Romane
Ein farbiges Gesellschaftsepos und die Geschichte einer unbezwingbaren Liebe
Sizilien, Anfang des 20. Jahrhunderts: Die bildschöne Maria wächst als Tochter des Anwalts Ignazio Marra in wohlbehüteten Verhältnissen auf. Ihre Eltern sind außergewöhnlich liberal und erziehen Maria zu einer eigenständigen Persönlichkeit. Doch die Marras leiden unter finanziellen Nöten. Ignazio Marra bleiben die Mandanten aus. Und das Jurastudium der beiden Söhne kostet viel Geld. Da tritt der reiche, deutlich ältere Bergwerksbesitzer Pietro Sala in Marias Leben.

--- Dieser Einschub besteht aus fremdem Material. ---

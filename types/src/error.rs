use thiserror::Error;

/// Every way a game operation can end without its happy-path result.
///
/// All variants except [`GameError::StoreUnavailable`] are ordinary, user-facing outcomes and
/// carry the values their message template needs.
#[derive(Debug, Error, Clone, PartialEq, Eq)]
pub enum GameError {
    #[error("user {user_id} not found")]
    NotFound { user_id: u64 },
    #[error("user {user_id} already registered")]
    AlreadyRegistered { user_id: u64 },
    #[error("invalid name (len={len}, max={max})")]
    InvalidName { len: usize, max: usize },
    #[error("user {user_id} is banned (until={until:?})")]
    Banned { user_id: u64, until: Option<u64> },
    #[error(
        "insufficient resources: have {have_coins} coins/{have_tickets} tickets, need {need_coins}/{need_tickets}"
    )]
    InsufficientResources {
        have_coins: u64,
        have_tickets: u64,
        need_coins: u64,
        need_tickets: u64,
    },
    #[error("no opponent near position {position}")]
    NoOpponent { position: u64 },
    #[error("no mini-game attempts left")]
    NoAttemptsLeft,
    #[error("success {success} below mini-game requirement {required}")]
    NotEligible { success: i64, required: i64 },
    #[error("users cannot refer themselves")]
    SelfReferral,
    #[error("user {user_id} may not perform admin actions")]
    Forbidden { user_id: u64 },
    #[error("store unavailable: {0}")]
    StoreUnavailable(String),
}

impl GameError {
    /// Short machine-readable name of the kind.
    pub fn kind(&self) -> &'static str {
        match self {
            GameError::NotFound { .. } => "not_found",
            GameError::AlreadyRegistered { .. } => "already_registered",
            GameError::InvalidName { .. } => "invalid_name",
            GameError::Banned { .. } => "banned",
            GameError::InsufficientResources { .. } => "insufficient_resources",
            GameError::NoOpponent { .. } => "no_opponent",
            GameError::NoAttemptsLeft => "no_attempts_left",
            GameError::NotEligible { .. } => "not_eligible",
            GameError::SelfReferral => "self_referral",
            GameError::Forbidden { .. } => "forbidden",
            GameError::StoreUnavailable(_) => "store_unavailable",
        }
    }

    /// Localisation key of the one message shown for this kind.
    pub fn message_key(&self) -> &'static str {
        match self {
            GameError::NotFound { .. } => "messages.user_not_found",
            GameError::AlreadyRegistered { .. } => "messages.already_registered",
            GameError::InvalidName { .. } => "messages.name_empty",
            GameError::Banned { .. } => "messages.banned",
            GameError::InsufficientResources { .. } => "messages.insufficient_resources",
            GameError::NoOpponent { .. } => "messages.no_opponents",
            GameError::NoAttemptsLeft => "messages.no_attempts_left",
            GameError::NotEligible { .. } => "messages.penalty_locked",
            GameError::SelfReferral => "messages.self_referral",
            GameError::Forbidden { .. } => "messages.forbidden",
            GameError::StoreUnavailable(_) => "messages.internal_error",
        }
    }

    pub fn is_expected(&self) -> bool {
        !matches!(self, GameError::StoreUnavailable(_))
    }
}

impl From<anyhow::Error> for GameError {
    fn from(err: anyhow::Error) -> Self {
        GameError::StoreUnavailable(format!("{err:#}"))
    }
}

Ein Leben an seiner Seite würde für Maria das Ende aller Sorgen bedeuten. Als er um ihre Hand anhält, sagt das lebenslustige Mädchen ja - aus einer Mischung aus Neugier und Vernunft heraus. Aber Liebe? Marias Herz gehört einzig und allein Giosué, der als Ziehsohn in ihrer Familie aufwuchs.
Zunächst versucht Maria, Pietro eine gute Ehefrau zu sein. Sie gebärt ihm zwei Kinder, kümmert sich um den Haushalt und nimmt gesellschaftliche Pflichten wahr. Maria fühlt sich schon bald eingeschlossen in ihrem herrschaftlichen Zuhause, wie ein Vogel im goldenen Käfig. Währenddessen genießt Pietro das Leben und die Liebe. Er ist viel auf Reisen, geht mit dem Geld überaus verschwenderisch um und unterhält zu verschiedenen Frauen intime Beziehungen. Als der Lebemann aber immer mehr seiner Spielsucht anheimfällt, sucht Maria die Nähe von Giosué. Der Beginn einer jahrelangen heimlichen Liebe, die auch vor dem Hintergrund der bewegten Zeit immer gefährlicher wird. Giosué ist jüdischer Abstammung und kann sich schon bald seines Lebens nicht mehr sicher sein.
Dann ergreift Benito Mussolini in Italien die Macht. Die Rassengesetze treten in Kraft. Maria fürchtet um Giosué und um ihre Zukunft mit ihm. Während im Großteil Europas der Zweite Weltkrieg tobt und Juden in Konzentrationslager deportiert werden, wagt Maria alles, um Giosué in Sicherheit zu wissen. Aber selbst in diesen schlimmen Zeiten finden Maria und Giosué Momente der Zweisamkeit, denen allerdings schon bald ein jähes Ende droht. Denn Marias verhasste Schwägerin ahnt, dass Maria ihrem Ehemann nicht treu ist. Marias Geheimnis könnte sie in ein großes Unglück stürzen, und ebenso ihre Kinder und alle, die sie liebt ...
Ein Leseerlebnis voller "la dolce vita" - die Romane von Simonetta Agnello Hornby nehmen den Leser mit auf eine Reise nach Italien. Während der Lektüre von "Der Jasmingarten" glaubt man sich für ein paar Stunden tatsächlich auf der Insel Sizilien. Das vorliegende Buch zu lesen, ist wie ein Kurzurlaub im sonnigen Süden. Was man hier in die Hände kriegt, ist Literatur auf höchstem Niveau, ganz großes Gefühlskino wie aus der Feder einer Stefanie Gerstenberger. Zwischen zwei Buchdeckeln stecken Leidenschaft und außerdem Emotionen pur. Nach nur wenigen Sätzen droht einem hier das Herz zu brechen. Die Autorin sorgt für ein Lesevergnügen der schönsten Sorte. Ihre Bücher sind die reinste Verführung, eine Versuchung, der man partout nicht widerstehen kann.
Einfach zum Niederknien gut sind Simonetta Agnello Hornbys Geschichten. Ab der ersten Seite von "Der Jasmingarten" verliert man sich mit allen Sinnen in der Story und vergisst über solch einen grandiosen Lesegenuss sogar die Welt vollkommen um sich herum. Hier erfährt man Erzählkunst mit berauschender Wirkung. Absolut betörend schön schreibt Agnello Hornby. Seufz!